Stored data
┌────────

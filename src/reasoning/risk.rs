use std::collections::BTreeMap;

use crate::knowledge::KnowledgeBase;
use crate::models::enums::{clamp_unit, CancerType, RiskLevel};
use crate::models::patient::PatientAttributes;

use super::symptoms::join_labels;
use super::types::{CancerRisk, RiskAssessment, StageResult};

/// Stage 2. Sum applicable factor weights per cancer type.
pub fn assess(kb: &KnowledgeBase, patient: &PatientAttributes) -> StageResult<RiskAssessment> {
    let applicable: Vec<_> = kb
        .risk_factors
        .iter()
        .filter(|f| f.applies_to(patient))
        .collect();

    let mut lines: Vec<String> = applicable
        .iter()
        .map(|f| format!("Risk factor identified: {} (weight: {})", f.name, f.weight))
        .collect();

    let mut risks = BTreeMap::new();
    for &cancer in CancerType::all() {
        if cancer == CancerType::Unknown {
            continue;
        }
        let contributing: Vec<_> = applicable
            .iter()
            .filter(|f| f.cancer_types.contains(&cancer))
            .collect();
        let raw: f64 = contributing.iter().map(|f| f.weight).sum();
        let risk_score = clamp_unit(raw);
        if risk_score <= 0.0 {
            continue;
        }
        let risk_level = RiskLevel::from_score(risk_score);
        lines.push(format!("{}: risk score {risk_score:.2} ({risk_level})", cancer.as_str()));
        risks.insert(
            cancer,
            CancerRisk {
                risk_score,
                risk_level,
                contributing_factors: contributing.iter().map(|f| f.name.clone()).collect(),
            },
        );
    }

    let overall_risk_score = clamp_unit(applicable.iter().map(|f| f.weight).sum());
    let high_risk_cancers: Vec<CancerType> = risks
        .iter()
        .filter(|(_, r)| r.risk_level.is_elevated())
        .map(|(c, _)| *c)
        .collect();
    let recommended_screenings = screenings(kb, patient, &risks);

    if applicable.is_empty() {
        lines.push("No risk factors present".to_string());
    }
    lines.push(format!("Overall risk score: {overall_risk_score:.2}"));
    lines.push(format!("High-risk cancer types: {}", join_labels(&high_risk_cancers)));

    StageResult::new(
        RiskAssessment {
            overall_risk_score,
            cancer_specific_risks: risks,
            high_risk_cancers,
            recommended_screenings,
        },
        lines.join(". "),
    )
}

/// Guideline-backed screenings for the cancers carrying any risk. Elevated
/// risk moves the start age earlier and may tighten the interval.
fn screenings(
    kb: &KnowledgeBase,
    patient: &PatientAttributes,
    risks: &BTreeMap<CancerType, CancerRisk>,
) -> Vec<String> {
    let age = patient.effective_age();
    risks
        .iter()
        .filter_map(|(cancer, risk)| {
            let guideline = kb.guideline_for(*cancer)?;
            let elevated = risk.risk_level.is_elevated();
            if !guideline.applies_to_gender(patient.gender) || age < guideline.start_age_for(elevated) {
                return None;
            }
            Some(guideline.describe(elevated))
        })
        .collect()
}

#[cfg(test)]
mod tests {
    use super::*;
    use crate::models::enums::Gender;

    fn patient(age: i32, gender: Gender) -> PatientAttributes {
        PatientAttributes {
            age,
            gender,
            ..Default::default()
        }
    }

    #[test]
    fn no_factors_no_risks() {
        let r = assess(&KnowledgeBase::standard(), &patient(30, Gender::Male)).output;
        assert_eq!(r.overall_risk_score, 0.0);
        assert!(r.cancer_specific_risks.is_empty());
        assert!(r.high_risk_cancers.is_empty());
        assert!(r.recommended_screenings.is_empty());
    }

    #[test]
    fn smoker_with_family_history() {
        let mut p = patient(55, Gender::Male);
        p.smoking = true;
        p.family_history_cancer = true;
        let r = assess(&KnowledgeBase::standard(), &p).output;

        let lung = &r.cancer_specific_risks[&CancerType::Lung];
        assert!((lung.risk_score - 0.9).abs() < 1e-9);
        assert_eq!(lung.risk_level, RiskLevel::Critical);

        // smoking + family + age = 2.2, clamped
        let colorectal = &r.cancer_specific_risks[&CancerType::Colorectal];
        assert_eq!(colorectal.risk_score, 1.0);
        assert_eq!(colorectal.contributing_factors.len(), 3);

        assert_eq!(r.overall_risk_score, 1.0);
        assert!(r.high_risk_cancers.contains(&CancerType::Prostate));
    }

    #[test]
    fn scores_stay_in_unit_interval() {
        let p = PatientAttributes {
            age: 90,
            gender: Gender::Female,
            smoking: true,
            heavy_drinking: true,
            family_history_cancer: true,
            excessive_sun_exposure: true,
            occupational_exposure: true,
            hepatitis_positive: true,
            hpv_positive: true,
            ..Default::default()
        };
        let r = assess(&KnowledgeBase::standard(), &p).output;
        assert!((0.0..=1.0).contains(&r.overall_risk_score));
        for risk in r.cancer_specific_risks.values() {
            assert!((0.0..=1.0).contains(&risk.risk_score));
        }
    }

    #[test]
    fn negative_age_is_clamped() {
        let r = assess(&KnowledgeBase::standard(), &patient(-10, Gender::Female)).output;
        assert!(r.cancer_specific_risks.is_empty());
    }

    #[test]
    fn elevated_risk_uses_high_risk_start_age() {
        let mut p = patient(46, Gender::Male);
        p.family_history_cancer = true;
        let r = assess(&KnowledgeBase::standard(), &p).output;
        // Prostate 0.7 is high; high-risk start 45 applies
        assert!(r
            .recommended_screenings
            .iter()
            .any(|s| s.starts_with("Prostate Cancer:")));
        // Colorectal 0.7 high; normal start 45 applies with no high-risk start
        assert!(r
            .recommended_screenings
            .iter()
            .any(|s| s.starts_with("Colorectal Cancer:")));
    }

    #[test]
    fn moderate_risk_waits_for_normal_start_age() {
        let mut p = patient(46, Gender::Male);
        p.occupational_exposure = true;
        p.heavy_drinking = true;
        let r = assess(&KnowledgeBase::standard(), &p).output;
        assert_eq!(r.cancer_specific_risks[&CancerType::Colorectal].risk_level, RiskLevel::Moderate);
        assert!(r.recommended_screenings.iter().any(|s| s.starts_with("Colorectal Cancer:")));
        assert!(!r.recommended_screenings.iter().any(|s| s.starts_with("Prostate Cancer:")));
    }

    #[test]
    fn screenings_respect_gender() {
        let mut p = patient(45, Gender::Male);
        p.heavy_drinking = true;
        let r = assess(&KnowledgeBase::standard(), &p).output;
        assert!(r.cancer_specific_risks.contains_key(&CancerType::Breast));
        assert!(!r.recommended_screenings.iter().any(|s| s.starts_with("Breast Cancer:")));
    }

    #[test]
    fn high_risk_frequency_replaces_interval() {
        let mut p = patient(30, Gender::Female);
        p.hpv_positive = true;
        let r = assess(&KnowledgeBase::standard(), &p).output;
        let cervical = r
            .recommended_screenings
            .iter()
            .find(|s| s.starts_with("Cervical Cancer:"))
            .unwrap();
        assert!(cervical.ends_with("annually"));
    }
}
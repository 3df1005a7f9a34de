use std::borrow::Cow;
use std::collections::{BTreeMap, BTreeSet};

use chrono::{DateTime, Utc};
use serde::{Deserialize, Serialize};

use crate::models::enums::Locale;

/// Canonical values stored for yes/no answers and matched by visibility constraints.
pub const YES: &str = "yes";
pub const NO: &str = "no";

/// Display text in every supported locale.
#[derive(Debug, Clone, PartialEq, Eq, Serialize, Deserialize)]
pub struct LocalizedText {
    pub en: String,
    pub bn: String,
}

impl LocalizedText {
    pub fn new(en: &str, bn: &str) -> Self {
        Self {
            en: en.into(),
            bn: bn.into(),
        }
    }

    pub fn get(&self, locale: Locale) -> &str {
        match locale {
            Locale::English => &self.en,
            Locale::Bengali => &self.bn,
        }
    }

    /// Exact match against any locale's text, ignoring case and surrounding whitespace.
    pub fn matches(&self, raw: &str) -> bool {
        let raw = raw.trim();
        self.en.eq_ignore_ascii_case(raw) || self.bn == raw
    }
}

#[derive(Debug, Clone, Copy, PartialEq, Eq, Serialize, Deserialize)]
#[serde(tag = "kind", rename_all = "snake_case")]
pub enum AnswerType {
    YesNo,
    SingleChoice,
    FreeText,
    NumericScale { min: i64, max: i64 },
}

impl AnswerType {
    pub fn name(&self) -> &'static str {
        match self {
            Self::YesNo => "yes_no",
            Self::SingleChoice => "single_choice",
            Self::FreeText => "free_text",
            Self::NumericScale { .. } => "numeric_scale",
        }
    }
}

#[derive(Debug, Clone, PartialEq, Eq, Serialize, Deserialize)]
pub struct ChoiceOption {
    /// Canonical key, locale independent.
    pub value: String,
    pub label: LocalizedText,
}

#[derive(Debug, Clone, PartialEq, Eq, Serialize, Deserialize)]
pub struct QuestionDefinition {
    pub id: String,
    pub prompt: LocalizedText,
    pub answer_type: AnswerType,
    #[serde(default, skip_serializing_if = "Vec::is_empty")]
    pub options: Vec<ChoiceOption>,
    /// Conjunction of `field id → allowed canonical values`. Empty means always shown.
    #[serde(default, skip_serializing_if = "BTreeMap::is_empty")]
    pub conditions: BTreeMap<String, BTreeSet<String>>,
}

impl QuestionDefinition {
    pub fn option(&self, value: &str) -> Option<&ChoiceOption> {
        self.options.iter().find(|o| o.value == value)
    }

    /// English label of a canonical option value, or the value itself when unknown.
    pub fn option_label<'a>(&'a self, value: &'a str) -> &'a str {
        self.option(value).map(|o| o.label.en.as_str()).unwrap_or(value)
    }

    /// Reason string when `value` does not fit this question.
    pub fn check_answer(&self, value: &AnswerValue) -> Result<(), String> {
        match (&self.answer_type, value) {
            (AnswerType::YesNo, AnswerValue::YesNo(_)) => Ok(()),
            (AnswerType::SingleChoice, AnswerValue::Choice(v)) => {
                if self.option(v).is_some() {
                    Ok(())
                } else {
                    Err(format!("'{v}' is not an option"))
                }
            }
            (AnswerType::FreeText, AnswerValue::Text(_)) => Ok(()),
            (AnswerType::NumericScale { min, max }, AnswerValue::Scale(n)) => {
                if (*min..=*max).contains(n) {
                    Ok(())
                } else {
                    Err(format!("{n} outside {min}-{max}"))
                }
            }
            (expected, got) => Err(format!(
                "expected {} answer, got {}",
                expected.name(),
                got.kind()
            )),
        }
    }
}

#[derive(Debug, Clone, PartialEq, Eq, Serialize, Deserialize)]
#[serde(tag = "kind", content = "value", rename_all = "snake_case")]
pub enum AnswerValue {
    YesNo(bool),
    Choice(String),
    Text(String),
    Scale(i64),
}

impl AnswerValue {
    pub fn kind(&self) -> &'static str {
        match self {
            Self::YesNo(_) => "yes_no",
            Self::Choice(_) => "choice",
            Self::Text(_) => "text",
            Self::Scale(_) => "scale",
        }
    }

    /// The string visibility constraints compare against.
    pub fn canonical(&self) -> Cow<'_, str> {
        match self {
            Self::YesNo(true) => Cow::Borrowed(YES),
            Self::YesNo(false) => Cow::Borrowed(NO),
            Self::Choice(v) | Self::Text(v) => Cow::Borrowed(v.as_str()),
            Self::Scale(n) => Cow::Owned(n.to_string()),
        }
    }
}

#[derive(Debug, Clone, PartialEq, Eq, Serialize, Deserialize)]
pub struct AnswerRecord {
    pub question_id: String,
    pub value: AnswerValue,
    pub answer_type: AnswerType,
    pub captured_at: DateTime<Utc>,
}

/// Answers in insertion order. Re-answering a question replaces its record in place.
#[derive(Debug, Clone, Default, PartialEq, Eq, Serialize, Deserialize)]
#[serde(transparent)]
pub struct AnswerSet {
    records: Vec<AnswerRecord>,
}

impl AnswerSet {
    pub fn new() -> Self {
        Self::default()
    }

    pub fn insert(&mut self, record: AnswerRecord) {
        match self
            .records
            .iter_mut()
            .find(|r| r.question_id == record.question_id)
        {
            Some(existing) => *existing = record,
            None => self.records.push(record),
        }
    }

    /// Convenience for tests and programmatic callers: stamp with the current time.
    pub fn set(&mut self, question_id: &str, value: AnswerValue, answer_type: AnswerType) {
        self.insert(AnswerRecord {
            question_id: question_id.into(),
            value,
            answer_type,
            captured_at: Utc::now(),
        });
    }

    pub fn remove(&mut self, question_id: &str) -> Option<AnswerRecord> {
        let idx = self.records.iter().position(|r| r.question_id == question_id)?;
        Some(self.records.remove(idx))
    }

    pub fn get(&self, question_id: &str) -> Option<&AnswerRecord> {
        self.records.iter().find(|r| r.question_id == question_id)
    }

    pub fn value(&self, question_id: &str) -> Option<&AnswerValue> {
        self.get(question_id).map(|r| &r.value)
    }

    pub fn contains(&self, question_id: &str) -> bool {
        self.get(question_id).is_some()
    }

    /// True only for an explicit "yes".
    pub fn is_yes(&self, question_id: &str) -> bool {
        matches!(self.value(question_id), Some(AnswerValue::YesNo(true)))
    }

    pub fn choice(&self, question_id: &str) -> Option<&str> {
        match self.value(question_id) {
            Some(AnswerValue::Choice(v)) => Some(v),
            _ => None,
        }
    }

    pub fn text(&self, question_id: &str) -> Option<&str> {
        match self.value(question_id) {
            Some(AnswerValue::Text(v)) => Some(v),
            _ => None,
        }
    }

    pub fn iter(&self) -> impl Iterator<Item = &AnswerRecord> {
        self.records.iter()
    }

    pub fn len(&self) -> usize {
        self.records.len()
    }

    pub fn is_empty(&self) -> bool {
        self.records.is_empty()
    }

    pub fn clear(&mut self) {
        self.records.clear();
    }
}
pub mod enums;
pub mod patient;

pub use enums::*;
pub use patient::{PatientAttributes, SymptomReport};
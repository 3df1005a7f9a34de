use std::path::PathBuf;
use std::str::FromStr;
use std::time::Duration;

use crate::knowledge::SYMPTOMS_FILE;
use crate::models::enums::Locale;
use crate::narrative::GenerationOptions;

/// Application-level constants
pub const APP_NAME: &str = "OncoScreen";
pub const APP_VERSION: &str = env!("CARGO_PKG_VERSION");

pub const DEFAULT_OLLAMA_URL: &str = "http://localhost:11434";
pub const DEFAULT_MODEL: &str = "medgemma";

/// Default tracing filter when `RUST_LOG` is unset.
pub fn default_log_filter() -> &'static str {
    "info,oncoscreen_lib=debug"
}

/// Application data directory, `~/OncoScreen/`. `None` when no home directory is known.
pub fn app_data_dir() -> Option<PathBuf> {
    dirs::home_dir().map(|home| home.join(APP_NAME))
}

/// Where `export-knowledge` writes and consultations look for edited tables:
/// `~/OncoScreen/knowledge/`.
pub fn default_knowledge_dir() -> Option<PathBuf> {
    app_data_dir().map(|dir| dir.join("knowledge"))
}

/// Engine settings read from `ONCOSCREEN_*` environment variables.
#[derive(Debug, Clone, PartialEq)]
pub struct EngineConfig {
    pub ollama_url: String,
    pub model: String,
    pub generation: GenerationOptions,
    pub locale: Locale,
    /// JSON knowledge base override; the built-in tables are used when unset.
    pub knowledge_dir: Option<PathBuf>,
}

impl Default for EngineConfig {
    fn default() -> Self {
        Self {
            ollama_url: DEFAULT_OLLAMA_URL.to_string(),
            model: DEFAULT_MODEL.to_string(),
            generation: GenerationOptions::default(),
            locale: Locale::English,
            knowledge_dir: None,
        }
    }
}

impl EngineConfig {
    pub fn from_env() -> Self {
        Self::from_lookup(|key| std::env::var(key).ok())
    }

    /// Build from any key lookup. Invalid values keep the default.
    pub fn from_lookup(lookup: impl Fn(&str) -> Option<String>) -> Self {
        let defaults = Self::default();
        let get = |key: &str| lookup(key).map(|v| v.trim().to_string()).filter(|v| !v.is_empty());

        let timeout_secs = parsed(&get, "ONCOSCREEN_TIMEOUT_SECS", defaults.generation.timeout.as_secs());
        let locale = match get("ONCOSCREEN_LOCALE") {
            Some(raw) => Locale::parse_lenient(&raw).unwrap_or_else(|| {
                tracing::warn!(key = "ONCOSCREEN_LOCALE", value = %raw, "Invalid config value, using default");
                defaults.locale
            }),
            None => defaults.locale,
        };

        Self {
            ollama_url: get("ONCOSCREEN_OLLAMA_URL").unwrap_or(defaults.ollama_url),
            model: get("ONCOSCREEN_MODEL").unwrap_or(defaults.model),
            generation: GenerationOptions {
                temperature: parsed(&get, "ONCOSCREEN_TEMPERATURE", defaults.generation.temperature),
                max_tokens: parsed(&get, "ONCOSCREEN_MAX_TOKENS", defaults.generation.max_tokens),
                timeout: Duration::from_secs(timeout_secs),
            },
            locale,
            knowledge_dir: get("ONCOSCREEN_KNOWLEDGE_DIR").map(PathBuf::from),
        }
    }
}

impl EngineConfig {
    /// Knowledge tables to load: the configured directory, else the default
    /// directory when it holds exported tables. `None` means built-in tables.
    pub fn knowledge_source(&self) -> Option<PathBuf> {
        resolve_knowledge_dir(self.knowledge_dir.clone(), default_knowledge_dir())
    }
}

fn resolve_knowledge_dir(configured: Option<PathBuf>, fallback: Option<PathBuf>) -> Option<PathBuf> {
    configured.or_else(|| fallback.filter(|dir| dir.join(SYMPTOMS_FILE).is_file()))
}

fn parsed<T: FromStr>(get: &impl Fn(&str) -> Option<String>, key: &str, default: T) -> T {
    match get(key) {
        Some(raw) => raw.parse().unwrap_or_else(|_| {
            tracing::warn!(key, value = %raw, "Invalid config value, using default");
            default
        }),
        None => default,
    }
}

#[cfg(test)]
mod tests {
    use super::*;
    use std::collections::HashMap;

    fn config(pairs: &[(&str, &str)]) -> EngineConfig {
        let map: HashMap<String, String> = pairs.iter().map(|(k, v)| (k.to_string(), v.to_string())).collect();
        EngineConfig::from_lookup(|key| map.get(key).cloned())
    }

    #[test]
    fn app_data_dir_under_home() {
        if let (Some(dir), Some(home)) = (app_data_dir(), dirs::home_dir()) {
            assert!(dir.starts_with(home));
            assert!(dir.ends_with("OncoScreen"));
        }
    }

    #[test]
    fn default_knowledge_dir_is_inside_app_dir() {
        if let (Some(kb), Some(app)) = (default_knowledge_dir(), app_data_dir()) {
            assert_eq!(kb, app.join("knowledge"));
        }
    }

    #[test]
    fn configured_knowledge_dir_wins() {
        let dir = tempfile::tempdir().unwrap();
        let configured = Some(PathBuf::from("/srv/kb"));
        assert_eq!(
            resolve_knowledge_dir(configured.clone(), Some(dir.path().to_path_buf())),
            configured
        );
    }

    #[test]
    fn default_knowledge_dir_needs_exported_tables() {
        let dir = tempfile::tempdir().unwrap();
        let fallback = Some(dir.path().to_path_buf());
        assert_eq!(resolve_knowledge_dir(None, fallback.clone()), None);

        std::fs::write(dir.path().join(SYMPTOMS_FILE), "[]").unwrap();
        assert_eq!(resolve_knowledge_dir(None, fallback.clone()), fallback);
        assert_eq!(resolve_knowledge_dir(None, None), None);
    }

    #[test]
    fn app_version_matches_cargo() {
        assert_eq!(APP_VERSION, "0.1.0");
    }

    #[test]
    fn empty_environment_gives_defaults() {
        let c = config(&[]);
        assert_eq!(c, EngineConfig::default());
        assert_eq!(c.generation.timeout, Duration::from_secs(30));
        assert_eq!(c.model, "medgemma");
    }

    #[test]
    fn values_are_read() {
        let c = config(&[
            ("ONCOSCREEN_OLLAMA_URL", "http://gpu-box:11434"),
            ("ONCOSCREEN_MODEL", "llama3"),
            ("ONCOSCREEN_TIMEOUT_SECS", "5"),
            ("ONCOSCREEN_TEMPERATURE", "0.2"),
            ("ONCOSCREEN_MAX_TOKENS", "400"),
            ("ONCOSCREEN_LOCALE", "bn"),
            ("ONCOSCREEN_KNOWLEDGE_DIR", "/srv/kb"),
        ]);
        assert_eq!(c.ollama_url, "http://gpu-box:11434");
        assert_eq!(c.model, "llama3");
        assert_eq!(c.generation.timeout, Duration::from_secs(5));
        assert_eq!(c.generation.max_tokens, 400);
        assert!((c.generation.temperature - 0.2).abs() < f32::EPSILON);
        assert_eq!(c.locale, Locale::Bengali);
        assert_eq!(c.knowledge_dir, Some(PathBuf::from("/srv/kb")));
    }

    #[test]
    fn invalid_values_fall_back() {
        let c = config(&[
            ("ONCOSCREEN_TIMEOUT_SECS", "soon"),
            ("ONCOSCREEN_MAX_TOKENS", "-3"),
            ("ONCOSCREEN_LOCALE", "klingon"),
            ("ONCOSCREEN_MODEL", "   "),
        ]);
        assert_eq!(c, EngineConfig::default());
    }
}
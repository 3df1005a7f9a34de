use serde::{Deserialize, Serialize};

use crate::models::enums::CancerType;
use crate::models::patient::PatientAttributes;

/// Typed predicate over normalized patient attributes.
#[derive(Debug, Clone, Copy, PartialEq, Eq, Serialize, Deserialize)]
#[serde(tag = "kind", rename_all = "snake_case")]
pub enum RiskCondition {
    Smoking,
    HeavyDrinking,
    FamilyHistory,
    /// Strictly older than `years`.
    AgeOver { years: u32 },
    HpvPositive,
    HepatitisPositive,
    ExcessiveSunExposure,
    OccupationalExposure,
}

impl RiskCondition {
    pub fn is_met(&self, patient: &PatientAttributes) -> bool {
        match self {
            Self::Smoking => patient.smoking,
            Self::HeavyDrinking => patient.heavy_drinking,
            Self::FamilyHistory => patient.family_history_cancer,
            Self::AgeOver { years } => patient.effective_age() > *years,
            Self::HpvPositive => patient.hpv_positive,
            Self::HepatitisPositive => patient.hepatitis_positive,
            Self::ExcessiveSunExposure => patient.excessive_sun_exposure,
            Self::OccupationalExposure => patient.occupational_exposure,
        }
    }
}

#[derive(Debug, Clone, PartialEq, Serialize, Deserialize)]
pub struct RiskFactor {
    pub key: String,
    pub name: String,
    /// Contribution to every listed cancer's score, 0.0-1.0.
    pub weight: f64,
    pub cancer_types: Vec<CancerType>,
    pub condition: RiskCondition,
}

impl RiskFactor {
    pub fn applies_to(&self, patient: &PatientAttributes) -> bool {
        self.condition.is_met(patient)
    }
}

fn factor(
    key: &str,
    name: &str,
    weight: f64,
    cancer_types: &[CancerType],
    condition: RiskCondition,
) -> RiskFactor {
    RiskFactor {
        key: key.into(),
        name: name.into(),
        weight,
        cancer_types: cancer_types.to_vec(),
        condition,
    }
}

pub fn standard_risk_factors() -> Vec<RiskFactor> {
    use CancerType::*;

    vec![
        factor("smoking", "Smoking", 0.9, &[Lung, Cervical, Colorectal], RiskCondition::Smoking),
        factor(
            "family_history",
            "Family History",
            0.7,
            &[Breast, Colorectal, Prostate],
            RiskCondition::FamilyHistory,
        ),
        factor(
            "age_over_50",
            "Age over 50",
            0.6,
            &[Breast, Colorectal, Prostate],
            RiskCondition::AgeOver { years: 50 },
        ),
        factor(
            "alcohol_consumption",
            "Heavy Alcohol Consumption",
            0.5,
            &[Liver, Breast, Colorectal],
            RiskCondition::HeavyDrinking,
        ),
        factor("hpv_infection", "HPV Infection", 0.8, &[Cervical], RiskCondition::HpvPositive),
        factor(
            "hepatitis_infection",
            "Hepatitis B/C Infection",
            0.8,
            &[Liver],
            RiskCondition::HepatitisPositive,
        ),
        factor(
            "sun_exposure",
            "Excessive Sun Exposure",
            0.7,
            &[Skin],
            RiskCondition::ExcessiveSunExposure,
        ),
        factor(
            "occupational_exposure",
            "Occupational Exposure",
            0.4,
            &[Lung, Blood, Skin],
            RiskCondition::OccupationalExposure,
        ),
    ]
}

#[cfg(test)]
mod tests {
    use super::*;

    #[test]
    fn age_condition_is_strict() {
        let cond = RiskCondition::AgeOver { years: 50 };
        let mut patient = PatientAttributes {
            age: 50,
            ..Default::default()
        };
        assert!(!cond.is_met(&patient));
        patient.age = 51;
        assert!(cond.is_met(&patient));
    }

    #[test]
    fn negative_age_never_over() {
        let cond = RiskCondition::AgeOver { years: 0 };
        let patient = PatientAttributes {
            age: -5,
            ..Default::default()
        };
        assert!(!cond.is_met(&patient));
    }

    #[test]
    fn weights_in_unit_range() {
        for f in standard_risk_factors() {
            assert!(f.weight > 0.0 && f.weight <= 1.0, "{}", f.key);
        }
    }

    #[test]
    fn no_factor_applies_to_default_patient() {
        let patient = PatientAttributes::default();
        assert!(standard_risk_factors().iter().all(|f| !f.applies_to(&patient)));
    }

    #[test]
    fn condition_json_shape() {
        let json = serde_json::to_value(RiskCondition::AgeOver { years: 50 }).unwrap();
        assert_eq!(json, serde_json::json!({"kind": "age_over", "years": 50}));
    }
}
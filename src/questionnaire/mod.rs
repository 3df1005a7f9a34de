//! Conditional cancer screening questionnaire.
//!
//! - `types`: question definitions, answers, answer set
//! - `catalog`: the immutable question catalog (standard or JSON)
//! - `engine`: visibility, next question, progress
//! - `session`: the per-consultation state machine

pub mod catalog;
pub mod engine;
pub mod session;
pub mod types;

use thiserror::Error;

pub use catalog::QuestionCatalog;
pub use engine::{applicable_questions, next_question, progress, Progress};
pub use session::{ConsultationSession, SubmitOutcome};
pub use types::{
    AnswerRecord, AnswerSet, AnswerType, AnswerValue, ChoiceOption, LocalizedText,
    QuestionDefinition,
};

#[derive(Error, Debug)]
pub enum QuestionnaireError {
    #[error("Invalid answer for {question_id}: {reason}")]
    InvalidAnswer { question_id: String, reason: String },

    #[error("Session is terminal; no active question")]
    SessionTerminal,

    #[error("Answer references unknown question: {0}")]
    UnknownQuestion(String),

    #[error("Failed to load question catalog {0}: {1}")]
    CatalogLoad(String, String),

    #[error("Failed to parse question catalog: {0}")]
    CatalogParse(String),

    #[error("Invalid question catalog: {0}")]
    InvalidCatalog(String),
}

└────────

ABOUT THIS TASK:
Among the records above, a stretch begins at the line containing "pub const DEFAULT_MODEL: &str" and ends at the line containing "let locale = match". Restate that stretch word for word, and nothing else.

RESPONSE AREA:
pub const DEFAULT_MODEL: &str = "medgemma";

/// Default tracing filter when `RUST_LOG` is unset.
pub fn default_log_filter() -> &'static str {
    "info,oncoscreen_lib=debug"
}

/// Application data directory, `~/OncoScreen/`. `None` when no home directory is known.
pub fn app_data_dir() -> Option<PathBuf> {
    dirs::home_dir().map(|home| home.join(APP_NAME))
}

/// Where `export-knowledge` writes and consultations look for edited tables:
/// `~/OncoScreen/knowledge/`.
pub fn default_knowledge_dir() -> Option<PathBuf> {
    app_data_dir().map(|dir| dir.join("knowledge"))
}

/// Engine settings read from `ONCOSCREEN_*` environment variables.
#[derive(Debug, Clone, PartialEq)]
pub struct EngineConfig {
    pub ollama_url: String,
    pub model: String,
    pub generation: GenerationOptions,
    pub locale: Locale,
    /// JSON knowledge base override; the built-in tables are used when unset.
    pub knowledge_dir: Option<PathBuf>,
}

impl Default for EngineConfig {
    fn default() -> Self {
        Self {
            ollama_url: DEFAULT_OLLAMA_URL.to_string(),
            model: DEFAULT_MODEL.to_string(),
            generation: GenerationOptions::default(),
            locale: Locale::English,
            knowledge_dir: None,
        }
    }
}

impl EngineConfig {
    pub fn from_env() -> Self {
        Self::from_lookup(|key| std::env::var(key).ok())
    }

    /// Build from any key lookup. Invalid values keep the default.
    pub fn from_lookup(lookup: impl Fn(&str) -> Option<String>) -> Self {
        let defaults = Self::default();
        let get = |key: &str| lookup(key).map(|v| v.trim().to_string()).filter(|v| !v.is_empty());

        let timeout_secs = parsed(&get, "ONCOSCREEN_TIMEOUT_SECS", defaults.generation.timeout.as_secs());
        let locale = match get("ONCOSCREEN_LOCALE") {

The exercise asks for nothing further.